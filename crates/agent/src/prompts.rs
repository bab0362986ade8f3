pub const EXTRACT_RFP: &str = "You are a procurement assistant. Extract the following JSON \
structure from the user's request: { title: string, description: string, items: \
Array<{name: string, quantity: number, specs: string}>, budget: number, deliveryDate: string, \
terms: string[] }. Return ONLY a JSON object.";

pub const ANALYZE_PROPOSAL: &str = "Analyze this vendor email proposal. Extract JSON: { price: \
number (total), deliveryTimeline: string, warranty: string, pros: string[], cons: string[] }. \
Return ONLY a JSON object.";

pub const COMPARE_PROPOSALS: &str = "Compare these proposals and recommend a winner with \
reasoning. Data provided is valid JSON.";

****

Problem statement -
In this exercise, give every record above again exactly.

Written answer -
filename crates/agent/src/prompts.rs
repository bab0362986ade8f3
pub const EXTRACT_RFP: &str = "You are a procurement assistant. Extract the following JSON \
structure from the user's request: { title: string, description: string, items: \
Array<{name: string, quantity: number, specs: string}>, budget: number, deliveryDate: string, \
terms: string[] }. Return ONLY a JSON object.";

pub const ANALYZE_PROPOSAL: &str = "Analyze this vendor email proposal. Extract JSON: { price: \
number (total), deliveryTimeline: string, warranty: string, pros: string[], cons: string[] }. \
Return ONLY a JSON object.";

pub const COMPARE_PROPOSALS: &str = "Compare these proposals and recommend a winner with \
reasoning. Data provided is valid JSON.";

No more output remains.